• **Your assignment**: Only the number is needed. Please count the lines below in which the word "CacheMap" occurs.

• **Extracted records**:
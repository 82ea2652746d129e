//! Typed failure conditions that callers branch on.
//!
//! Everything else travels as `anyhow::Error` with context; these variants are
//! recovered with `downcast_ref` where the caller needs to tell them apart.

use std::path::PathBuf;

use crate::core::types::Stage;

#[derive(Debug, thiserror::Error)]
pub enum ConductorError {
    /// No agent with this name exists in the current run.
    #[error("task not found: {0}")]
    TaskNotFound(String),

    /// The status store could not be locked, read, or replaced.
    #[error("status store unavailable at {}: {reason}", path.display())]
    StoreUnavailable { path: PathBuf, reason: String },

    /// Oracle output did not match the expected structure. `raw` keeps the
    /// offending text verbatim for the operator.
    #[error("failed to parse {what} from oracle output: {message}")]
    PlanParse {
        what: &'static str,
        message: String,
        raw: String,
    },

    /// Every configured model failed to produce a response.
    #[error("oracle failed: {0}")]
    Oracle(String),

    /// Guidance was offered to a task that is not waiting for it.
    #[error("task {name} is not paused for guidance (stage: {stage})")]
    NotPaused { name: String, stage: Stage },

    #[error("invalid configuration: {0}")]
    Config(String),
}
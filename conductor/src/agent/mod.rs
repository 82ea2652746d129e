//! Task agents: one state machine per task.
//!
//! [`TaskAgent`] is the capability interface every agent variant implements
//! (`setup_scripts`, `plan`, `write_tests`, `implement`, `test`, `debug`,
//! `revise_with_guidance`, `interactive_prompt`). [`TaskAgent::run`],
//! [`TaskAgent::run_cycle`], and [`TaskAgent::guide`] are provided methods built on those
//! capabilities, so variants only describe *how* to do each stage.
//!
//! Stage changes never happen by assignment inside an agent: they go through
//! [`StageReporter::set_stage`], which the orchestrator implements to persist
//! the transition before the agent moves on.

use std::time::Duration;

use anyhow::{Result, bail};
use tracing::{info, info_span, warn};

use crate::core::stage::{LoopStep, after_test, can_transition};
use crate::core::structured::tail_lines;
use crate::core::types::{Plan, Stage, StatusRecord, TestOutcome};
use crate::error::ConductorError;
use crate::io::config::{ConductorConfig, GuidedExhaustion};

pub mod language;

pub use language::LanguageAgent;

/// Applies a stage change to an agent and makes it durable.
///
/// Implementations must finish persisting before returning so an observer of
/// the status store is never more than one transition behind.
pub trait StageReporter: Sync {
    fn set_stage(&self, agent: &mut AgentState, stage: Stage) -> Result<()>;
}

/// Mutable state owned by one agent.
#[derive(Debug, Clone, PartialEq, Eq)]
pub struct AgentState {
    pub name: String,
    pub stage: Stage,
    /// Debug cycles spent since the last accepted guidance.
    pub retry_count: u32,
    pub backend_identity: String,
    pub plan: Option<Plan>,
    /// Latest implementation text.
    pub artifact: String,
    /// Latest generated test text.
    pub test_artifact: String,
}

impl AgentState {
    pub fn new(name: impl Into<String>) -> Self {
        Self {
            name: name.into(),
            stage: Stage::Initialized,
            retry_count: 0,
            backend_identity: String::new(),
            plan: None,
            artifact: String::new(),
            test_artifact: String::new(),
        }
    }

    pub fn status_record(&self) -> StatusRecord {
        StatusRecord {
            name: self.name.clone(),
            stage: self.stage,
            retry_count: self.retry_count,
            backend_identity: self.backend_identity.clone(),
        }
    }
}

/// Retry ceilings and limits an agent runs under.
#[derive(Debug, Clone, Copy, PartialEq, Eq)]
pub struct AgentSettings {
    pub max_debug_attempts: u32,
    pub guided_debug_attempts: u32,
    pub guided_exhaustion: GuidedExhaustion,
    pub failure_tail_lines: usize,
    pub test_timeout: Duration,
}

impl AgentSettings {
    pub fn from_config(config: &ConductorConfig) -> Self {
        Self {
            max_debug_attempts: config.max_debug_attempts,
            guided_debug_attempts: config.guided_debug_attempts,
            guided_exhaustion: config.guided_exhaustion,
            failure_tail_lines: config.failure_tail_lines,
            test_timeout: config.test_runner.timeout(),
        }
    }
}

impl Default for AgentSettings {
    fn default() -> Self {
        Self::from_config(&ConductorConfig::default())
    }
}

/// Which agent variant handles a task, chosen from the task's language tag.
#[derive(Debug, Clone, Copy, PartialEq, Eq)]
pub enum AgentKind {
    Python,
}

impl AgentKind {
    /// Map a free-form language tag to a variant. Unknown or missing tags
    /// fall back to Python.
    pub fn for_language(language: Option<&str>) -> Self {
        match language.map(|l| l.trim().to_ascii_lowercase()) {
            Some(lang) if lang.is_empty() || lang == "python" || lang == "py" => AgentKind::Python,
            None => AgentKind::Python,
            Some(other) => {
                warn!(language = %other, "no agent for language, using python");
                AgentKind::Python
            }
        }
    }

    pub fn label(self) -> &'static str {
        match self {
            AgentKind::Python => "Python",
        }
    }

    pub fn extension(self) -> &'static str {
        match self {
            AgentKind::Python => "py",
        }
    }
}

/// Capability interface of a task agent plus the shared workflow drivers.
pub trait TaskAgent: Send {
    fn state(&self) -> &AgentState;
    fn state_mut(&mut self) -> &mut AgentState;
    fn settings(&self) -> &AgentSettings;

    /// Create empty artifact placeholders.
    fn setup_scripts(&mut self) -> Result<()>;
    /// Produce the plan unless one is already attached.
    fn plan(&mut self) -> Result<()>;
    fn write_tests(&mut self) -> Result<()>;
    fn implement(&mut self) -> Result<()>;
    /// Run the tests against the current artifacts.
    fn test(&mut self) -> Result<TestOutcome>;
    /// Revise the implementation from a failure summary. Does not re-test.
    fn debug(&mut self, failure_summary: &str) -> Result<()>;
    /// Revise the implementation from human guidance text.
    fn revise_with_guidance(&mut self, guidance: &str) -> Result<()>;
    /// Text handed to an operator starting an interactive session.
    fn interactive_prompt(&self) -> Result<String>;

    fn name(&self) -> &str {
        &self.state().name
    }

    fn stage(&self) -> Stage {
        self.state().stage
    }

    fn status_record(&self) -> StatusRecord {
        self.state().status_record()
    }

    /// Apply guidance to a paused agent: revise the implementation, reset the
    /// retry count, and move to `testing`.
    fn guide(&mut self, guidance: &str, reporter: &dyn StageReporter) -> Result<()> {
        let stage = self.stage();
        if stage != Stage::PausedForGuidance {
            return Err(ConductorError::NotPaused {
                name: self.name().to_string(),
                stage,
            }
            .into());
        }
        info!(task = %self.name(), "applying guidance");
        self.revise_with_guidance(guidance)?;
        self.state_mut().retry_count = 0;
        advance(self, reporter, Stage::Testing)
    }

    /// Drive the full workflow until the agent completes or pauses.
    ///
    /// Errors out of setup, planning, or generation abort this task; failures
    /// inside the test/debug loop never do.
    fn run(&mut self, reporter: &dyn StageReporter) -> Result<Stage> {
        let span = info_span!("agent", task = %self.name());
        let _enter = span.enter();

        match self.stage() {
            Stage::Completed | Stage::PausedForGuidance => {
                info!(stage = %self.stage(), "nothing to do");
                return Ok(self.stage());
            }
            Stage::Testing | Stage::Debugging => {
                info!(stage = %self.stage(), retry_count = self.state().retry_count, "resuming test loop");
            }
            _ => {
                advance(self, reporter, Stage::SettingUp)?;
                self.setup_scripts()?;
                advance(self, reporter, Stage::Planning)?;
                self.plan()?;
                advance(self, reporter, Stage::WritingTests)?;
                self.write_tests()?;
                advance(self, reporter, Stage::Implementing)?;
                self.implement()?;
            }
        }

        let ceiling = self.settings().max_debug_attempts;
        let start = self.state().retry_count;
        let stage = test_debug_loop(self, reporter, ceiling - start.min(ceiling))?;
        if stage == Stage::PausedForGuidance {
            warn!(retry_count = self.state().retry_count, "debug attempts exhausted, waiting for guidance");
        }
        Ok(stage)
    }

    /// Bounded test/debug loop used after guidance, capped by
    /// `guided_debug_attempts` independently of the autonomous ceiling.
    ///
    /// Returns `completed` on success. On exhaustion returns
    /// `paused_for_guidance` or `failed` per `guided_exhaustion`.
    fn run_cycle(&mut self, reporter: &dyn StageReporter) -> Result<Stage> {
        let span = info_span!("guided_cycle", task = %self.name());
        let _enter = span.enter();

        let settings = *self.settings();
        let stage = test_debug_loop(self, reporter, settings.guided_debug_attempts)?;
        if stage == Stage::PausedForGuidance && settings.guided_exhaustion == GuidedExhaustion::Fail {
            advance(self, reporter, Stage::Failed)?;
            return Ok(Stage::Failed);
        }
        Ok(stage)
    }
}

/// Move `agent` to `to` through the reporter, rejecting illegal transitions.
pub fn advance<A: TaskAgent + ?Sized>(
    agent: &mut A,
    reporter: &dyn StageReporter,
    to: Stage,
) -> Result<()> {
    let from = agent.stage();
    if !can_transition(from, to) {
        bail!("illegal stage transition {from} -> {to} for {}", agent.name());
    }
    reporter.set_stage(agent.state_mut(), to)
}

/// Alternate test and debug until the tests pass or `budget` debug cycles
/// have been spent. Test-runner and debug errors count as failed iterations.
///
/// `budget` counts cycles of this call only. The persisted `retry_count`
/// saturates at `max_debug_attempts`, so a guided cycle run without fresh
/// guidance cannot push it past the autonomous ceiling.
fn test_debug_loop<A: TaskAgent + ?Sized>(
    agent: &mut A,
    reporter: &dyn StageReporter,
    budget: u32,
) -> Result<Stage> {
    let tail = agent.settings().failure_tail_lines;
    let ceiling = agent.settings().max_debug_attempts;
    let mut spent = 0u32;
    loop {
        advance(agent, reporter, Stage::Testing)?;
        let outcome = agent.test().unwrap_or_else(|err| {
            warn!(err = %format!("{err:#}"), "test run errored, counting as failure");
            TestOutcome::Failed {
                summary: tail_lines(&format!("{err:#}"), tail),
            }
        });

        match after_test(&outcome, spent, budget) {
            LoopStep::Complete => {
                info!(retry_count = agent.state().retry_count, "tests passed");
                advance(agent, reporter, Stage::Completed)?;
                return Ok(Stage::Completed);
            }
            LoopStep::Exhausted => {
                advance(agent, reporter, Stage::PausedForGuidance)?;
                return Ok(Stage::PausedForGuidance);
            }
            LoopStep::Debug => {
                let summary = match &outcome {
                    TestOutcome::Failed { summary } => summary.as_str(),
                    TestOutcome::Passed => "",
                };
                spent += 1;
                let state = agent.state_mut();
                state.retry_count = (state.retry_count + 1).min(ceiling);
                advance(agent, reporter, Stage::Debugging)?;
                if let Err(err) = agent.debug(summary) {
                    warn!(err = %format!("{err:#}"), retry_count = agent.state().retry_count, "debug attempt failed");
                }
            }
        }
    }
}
---
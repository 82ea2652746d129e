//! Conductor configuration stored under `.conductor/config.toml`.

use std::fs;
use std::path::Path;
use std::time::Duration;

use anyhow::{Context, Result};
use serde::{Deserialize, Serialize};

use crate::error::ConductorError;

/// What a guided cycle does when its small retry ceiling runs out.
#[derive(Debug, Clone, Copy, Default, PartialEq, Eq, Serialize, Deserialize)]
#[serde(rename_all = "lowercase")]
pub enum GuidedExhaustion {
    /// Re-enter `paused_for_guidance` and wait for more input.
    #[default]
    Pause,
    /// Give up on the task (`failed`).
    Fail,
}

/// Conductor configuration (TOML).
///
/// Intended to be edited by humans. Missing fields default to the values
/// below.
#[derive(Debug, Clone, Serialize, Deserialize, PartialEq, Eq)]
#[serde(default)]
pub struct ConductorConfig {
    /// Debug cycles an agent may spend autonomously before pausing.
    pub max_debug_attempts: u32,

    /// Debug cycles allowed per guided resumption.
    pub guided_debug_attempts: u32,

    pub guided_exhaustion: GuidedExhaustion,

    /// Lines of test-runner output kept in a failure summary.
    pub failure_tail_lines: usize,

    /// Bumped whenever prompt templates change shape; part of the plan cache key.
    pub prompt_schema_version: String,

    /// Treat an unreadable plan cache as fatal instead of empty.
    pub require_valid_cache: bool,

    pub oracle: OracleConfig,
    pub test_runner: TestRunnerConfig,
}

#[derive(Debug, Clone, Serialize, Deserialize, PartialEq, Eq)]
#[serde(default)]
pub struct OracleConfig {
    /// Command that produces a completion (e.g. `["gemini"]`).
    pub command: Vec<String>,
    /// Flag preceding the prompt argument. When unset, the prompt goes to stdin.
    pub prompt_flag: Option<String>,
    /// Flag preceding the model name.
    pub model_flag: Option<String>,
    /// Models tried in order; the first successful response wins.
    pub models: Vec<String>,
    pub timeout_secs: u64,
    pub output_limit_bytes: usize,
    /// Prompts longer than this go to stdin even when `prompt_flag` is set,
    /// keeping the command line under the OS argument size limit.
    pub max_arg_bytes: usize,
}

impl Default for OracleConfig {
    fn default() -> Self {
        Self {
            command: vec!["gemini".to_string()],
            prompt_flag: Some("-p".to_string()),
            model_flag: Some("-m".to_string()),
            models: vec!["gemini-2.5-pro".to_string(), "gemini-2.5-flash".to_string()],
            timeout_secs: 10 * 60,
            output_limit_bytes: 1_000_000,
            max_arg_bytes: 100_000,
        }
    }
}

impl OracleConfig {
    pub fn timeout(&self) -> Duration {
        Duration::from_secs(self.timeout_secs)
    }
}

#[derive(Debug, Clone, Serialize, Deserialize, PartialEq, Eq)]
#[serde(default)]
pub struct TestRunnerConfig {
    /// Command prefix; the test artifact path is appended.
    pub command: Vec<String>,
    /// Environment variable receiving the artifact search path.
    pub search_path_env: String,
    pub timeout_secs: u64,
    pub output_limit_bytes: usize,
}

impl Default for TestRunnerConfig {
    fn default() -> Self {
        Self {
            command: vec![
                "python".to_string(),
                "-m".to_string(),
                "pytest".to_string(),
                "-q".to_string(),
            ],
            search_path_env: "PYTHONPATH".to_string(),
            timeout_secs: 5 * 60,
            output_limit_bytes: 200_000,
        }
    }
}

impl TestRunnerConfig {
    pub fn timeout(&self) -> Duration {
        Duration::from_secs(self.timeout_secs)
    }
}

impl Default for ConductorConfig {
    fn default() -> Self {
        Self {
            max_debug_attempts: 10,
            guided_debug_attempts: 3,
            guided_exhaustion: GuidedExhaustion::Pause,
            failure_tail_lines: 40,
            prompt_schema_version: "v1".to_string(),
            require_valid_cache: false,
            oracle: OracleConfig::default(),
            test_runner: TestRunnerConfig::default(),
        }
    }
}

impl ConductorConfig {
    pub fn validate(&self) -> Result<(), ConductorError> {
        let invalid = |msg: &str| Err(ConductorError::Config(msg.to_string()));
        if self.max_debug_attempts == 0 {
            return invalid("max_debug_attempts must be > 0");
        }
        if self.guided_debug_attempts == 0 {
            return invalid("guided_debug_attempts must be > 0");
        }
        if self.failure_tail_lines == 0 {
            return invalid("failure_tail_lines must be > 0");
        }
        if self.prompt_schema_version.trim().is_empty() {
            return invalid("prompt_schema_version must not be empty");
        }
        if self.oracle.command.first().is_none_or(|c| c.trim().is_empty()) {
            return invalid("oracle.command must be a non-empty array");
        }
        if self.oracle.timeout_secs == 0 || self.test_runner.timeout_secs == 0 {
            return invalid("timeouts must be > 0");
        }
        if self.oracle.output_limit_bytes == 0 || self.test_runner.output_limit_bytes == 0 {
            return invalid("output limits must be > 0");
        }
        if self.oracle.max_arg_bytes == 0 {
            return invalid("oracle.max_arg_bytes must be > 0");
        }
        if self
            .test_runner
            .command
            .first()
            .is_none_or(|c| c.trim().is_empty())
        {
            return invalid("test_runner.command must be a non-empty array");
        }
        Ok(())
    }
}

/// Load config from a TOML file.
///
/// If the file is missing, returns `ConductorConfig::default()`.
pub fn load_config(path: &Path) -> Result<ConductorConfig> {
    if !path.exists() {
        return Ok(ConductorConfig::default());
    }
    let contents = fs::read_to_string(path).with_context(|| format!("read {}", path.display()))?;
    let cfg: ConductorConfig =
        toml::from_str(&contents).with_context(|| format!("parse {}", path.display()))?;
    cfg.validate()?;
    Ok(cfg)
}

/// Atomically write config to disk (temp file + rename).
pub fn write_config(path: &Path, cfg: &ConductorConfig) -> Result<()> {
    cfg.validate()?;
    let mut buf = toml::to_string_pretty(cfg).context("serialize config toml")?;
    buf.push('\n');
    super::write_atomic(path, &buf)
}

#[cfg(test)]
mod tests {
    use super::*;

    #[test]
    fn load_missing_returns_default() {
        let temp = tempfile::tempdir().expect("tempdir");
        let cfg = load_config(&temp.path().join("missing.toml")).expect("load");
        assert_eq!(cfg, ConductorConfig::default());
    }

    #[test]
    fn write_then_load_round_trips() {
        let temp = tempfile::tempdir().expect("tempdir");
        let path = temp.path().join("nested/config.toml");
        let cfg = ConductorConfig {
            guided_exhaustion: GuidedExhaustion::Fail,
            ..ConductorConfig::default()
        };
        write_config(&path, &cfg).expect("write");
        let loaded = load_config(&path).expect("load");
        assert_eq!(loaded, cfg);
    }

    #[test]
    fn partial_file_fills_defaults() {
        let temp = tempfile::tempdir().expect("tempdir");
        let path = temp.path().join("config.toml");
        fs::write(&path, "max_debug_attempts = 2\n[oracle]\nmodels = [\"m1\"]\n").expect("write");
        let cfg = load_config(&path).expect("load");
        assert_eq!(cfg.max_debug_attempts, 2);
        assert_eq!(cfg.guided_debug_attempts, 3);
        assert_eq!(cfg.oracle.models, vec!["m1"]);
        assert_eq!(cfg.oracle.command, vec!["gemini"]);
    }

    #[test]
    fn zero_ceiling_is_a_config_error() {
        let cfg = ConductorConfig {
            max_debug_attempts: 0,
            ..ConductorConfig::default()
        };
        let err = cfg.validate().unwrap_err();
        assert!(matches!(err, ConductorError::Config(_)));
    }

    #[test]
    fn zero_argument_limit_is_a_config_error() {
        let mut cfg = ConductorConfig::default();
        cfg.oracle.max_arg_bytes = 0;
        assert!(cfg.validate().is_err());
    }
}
--
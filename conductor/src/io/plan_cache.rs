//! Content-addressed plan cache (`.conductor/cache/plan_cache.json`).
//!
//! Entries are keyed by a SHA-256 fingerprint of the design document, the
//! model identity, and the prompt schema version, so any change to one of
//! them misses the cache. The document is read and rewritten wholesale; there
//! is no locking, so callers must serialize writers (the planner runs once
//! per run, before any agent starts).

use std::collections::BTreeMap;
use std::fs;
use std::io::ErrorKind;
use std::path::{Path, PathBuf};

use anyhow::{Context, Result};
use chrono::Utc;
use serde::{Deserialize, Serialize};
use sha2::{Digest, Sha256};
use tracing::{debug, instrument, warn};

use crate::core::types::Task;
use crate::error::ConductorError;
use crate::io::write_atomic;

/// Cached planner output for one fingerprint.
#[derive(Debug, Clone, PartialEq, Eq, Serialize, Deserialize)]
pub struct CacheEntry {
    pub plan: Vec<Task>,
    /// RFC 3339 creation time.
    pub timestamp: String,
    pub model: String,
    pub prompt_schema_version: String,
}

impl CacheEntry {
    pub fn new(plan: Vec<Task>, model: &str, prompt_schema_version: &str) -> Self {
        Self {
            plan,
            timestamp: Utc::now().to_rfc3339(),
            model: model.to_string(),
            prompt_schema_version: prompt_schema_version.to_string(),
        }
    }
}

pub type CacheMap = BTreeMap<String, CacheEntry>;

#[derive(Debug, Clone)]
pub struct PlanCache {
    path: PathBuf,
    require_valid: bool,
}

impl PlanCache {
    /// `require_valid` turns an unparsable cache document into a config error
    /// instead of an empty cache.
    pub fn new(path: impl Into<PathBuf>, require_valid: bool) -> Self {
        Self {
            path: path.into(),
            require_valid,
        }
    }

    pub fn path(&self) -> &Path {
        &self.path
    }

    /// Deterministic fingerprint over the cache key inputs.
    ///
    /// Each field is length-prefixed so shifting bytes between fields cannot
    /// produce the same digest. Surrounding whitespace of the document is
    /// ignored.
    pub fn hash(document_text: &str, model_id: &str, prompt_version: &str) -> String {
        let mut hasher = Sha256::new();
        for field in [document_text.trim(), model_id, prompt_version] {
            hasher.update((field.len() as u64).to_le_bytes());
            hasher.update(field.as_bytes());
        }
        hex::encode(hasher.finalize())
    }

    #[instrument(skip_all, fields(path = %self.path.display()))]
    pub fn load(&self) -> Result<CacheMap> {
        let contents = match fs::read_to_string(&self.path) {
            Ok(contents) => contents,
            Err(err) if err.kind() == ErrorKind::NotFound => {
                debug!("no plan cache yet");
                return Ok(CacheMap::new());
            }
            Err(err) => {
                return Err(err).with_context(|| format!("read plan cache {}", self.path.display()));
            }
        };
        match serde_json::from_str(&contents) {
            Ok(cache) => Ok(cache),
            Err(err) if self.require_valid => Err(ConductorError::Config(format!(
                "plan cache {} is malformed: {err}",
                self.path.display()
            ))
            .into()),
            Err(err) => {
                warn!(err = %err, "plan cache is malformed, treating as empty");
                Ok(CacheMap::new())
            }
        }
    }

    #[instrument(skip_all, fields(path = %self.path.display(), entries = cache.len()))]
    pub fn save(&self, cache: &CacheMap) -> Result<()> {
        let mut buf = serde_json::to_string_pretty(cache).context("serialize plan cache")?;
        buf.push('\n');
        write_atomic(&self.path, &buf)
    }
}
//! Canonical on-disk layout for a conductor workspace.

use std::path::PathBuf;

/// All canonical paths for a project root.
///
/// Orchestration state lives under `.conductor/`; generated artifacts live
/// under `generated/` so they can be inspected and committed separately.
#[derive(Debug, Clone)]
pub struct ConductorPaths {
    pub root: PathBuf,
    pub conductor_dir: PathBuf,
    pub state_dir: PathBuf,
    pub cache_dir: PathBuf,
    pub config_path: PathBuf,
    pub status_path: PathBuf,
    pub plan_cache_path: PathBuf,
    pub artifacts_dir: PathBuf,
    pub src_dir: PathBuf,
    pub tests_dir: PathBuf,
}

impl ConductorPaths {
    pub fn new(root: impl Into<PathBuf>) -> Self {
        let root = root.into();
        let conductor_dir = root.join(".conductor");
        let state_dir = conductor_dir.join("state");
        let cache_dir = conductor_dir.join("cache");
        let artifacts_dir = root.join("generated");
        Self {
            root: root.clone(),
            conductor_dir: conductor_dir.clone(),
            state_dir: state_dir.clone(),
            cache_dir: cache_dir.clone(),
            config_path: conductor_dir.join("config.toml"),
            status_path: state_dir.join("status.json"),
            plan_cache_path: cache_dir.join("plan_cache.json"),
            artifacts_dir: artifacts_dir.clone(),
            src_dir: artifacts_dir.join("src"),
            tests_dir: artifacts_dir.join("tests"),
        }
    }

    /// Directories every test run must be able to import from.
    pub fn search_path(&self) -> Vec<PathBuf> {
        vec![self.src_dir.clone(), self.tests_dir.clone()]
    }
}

• **Task response**: 5